In Germany, several health benefit programs ("Modellvorhaben") have included the reimbursement of additional time spent by physicians providing complementary therapies [25-27]. We here present a study of patients treated by AM physicians after an initial AM-related consultation of at least 30 minutes duration.

Methods

Study design and objective

This is a prospective four-year cohort study in a real-world medical setting. The study was part of a research project on the effectiveness and costs of AM therapies in outpatients with chronic disease (Anthroposophic Medicine Outcomes Study, AMOS) [26,28]. The AMOS project was initiated by a health insurance company in conjunction with a health benefit program. The primary research question of the present study was: Is physician-provided AM therapy after an initial prolonged AM-related consultation associated with clinically relevant improvement of symptoms?

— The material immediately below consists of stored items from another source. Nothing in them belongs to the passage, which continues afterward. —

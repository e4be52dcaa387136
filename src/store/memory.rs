use std::collections::HashMap;
use std::sync::Mutex;

use async_trait::async_trait;
use serde_json::{Map, Value};
use tokio::sync::broadcast;
use uuid::Uuid;

use super::{Document, DocumentStore, StoreError};

struct Collection {
    docs: Vec<Document>,
    notify: broadcast::Sender<()>,
}

impl Collection {
    fn new() -> Self {
        let (notify, _) = broadcast::channel(16);
        Self {
            docs: Vec::new(),
            notify,
        }
    }
}

/// In-process document store. Stands in for the hosted vendor store:
/// same capability set, same full-snapshot notification contract.
#[derive(Default)]
pub struct MemoryStore {
    collections: Mutex<HashMap<String, Collection>>,
}

impl MemoryStore {
    pub fn new() -> Self {
        Self::default()
    }

    fn with_collection<T>(&self, name: &str, f: impl FnOnce(&mut Collection) -> T) -> T {
        let mut guard = self.collections.lock().unwrap();
        let coll = guard
            .entry(name.to_string())
            .or_insert_with(Collection::new);
        f(coll)
    }
}

#[async_trait]
impl DocumentStore for MemoryStore {
    async fn list(
        &self,
        collection: &str,
        limit: Option<usize>,
    ) -> Result<Vec<Document>, StoreError> {
        Ok(self.with_collection(collection, |c| {
            let take = limit.unwrap_or(c.docs.len());
            c.docs.iter().take(take).cloned().collect()
        }))
    }

    async fn find_one(
        &self,
        collection: &str,
        field: &str,
        value: &str,
    ) -> Result<Option<Document>, StoreError> {
        Ok(self.with_collection(collection, |c| {
            c.docs
                .iter()
                .find(|d| d.fields.get(field).and_then(Value::as_str) == Some(value))
                .cloned()
        }))
    }

    async fn insert(
        &self,
        collection: &str,
        fields: Map<String, Value>,
    ) -> Result<Document, StoreError> {
        let doc = Document {
            id: Uuid::new_v4(),
            fields,
        };
        self.with_collection(collection, |c| {
            c.docs.push(doc.clone());
            let _ = c.notify.send(());
        });
        Ok(doc)
    }

    async fn update(
        &self,
        collection: &str,
        id: Uuid,
        fields: Map<String, Value>,
    ) -> Result<(), StoreError> {
        self.with_collection(collection, |c| {
            let Some(doc) = c.docs.iter_mut().find(|d| d.id == id) else {
                return Err(StoreError::NotFound {
                    collection: collection.to_string(),
                    id,
                });
            };
            for (k, v) in fields {
                doc.fields.insert(k, v);
            }
            let _ = c.notify.send(());
            Ok(())
        })
    }

    async fn delete(&self, collection: &str, id: Uuid) -> Result<(), StoreError> {
        self.with_collection(collection, |c| {
            let before = c.docs.len();
            c.docs.retain(|d| d.id != id);
            if c.docs.len() == before {
                return Err(StoreError::NotFound {
                    collection: collection.to_string(),
                    id,
                });
            }
            let _ = c.notify.send(());
            Ok(())
        })
    }

    fn watch(&self, collection: &str) -> Result<broadcast::Receiver<()>, StoreError> {
        Ok(self.with_collection(collection, |c| c.notify.subscribe()))
    }
}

Further research questions concerned quality of life, use of adjunctive therapies and health services, adverse reactions, and therapy satisfaction.

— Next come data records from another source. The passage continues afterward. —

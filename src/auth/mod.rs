use crate::state::AppState;
use axum::Router;

mod dto;
pub mod handlers;
pub mod services;

pub use services::{AuthContext, AuthService};

pub fn router() -> Router<AppState> {
    handlers::auth_routes()
}
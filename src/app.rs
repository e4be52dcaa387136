use std::net::SocketAddr;

use axum::{routing::get, Router};
use tower_http::{cors::CorsLayer, trace::TraceLayer};

use crate::state::AppState;
use crate::{auth, report, tickets, users};

pub fn build_app(state: AppState) -> Router {
    Router::new()
        .nest(
            "/api/v1",
            Router::new()
                .merge(auth::router())
                .merge(tickets::router())
                .merge(users::router())
                .merge(report::router())
                .route("/health", get(|| async { "ok" })),
        )
        .with_state(state)
        .layer(CorsLayer::permissive())
        .layer(
            TraceLayer::new_for_http()
                .make_span_with(|req: &axum::http::Request<_>| {
                    let method = req.method().clone();
                    let uri = req.uri().clone();
                    tracing::info_span!("http_request", %method, uri = %uri)
                })
                .on_response(
                    |res: &axum::http::Response<_>,
                     _latency: std::time::Duration,
                     span: &tracing::Span| {
                        let status = res.status();
                        span.record("status", tracing::field::display(status));
                        if status.is_server_error() {
                            tracing::error!(%status, "response");
                        } else {
                            tracing::info!(%status, "response");
                        }
                    },
                ),
        )
}

pub async fn serve(app: Router, host: &str, port: u16) -> anyhow::Result<()> {
    let addr: SocketAddr = format!("{host}:{port}").parse()?;
    tracing::info!("listening on {}", addr);
    let listener = tokio::net::TcpListener::bind(addr).await?;
    axum::serve(listener, app).await?;
    Ok(())
}
use async_trait::async_trait;
use serde_json::{Map, Value};
use tokio::sync::broadcast;
use uuid::Uuid;

pub mod memory;

/// A schemaless document in the remote store: an opaque id plus a JSON
/// field map. Typing happens one layer up, in the data access layer.
#[derive(Debug, Clone)]
pub struct Document {
    pub id: Uuid,
    pub fields: Map<String, Value>,
}

#[derive(Debug, thiserror::Error)]
pub enum StoreError {
    /// The remote call itself failed. Distinct from "no match", which is
    /// a normal `Ok(None)` result.
    #[error("store transport failure: {0}")]
    Transport(String),
    #[error("document {id} not found in collection '{collection}'")]
    NotFound { collection: String, id: Uuid },
    #[error("malformed document {id} in collection '{collection}': {source}")]
    Decode {
        collection: String,
        id: Uuid,
        #[source]
        source: serde_json::Error,
    },
}

/// Capability surface of the remote document store. The app depends only
/// on this set: one-shot queries, single-field equality lookup, partial
/// updates, and a change-notification channel per collection.
#[async_trait]
pub trait DocumentStore: Send + Sync {
    /// One-shot fetch of up to `limit` documents.
    async fn list(&self, collection: &str, limit: Option<usize>)
        -> Result<Vec<Document>, StoreError>;

    /// Single-field equality lookup, limited to one document.
    async fn find_one(
        &self,
        collection: &str,
        field: &str,
        value: &str,
    ) -> Result<Option<Document>, StoreError>;

    /// Insert a new document; the store assigns the id.
    async fn insert(
        &self,
        collection: &str,
        fields: Map<String, Value>,
    ) -> Result<Document, StoreError>;

    /// Merge the given fields into an existing document. Unmentioned
    /// fields are left untouched.
    async fn update(
        &self,
        collection: &str,
        id: Uuid,
        fields: Map<String, Value>,
    ) -> Result<(), StoreError>;

    /// Permanently remove a document.
    async fn delete(&self, collection: &str, id: Uuid) -> Result<(), StoreError>;

    /// Change notifications for a collection. Each tick means "the result
    /// set may have changed, re-fetch"; subscribers always re-read the
    /// full snapshot, never diffs.
    fn watch(&self, collection: &str) -> Result<broadcast::Receiver<()>, StoreError>;
}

Setting, participants, and therapy

All physicians certified by the Physicians' Association for Anthroposophical Medicine in Germany and working in an office-based practice or outpatient clinic in Germany were invited to participate in the study. The participating physicians were instructed to enrol consecutive patients fulfilling eligibility criteria. Inclusion criteria were (1) outpatients aged 1–75 years, (2) an initial AM-related consultation ≥ 30 min with the study physician for any indication (main diagnosis). Exclusion criteria were previous AM-related consultation ≥30 min for the main diagnosis. Patients were treated according to the physicians' discretion. Therapies were classified as: physician-provided AM therapy (AMT: AM-related consultations with study physicians, AM medication), AM adjunctive therapy (AM art therapy, eurythmy therapy), non-AM adjunctive therapy (all other therapies).

Clinical outcomes

• Disease severity was assessed on numerical rating scales [29] from 0 („not present“) to 10 („worst possible“): Disease Score (physician's global assessment of severity of main diagnosis, documented in patients enrolled up to 30 Sep 2000); Symptom Score (patients' assessment of one to six most relevant symptoms present at baseline, documented in patients enrolled after 1 Jan 1999).

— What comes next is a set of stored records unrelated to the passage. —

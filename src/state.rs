use std::sync::Arc;

use crate::auth::AuthService;
use crate::config::AppConfig;
use crate::db::Database;
use crate::session::{FileSessionStore, MemorySessionStore, SessionStore};
use crate::store::memory::MemoryStore;
use crate::store::DocumentStore;

#[derive(Clone)]
pub struct AppState {
    pub db: Database,
    pub auth: Arc<AuthService>,
    pub config: Arc<AppConfig>,
}

impl AppState {
    pub fn init() -> anyhow::Result<Self> {
        let config = Arc::new(AppConfig::from_env()?);

        let store = Arc::new(MemoryStore::new()) as Arc<dyn DocumentStore>;
        let db = Database::new(store);

        let sessions =
            Arc::new(FileSessionStore::new(config.session_file.clone())) as Arc<dyn SessionStore>;
        let auth = Arc::new(AuthService::bootstrap(db.clone(), sessions));

        Ok(Self { db, auth, config })
    }

    /// Fully in-memory wiring for tests.
    pub fn fake() -> Self {
        let config = Arc::new(AppConfig {
            session_file: std::env::temp_dir().join("helpdesk_test_session.json"),
            host: "127.0.0.1".into(),
            port: 0,
        });
        let db = Database::new(Arc::new(MemoryStore::new()));
        let sessions = Arc::new(MemorySessionStore::default()) as Arc<dyn SessionStore>;
        let auth = Arc::new(AuthService::bootstrap(db.clone(), sessions));
        Self { db, auth, config }
    }
}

• Quality of life was assessed with SF-36® Physical and Mental Component Summary Measures, the eight SF-36 subscales, and the SF-36 Health Change item [30] for adults; with KINDL® 40-item version, Summary Score and four subscales [31] for children 8–16 years; and with KITA Psychosoma and Daily Life subscales [32] for children 1–7 years.

Disease Score was documented after 0, 6 and 12 months, other clinical outcomes after 0, 3, 6, 12, 18, 24, and (Symptom Score and SF-36) 48 months.

Other outcomes

• Adjunctive therapy and health service use in the pre-study year was documented at study enrolment, use in the first study year was documented after six and 12 months, and use in the second study year was documented after 18 and 24 months. Items were: medication (additional documentation after three months), physician and dentist visits, paraclinical investigations, inpatient hospital and rehabilitation treatment, surgeries, physiotherapy, ergotherapy, psychotherapy, Heilpraktiker (non-medical practitioner) visits, and sick leave.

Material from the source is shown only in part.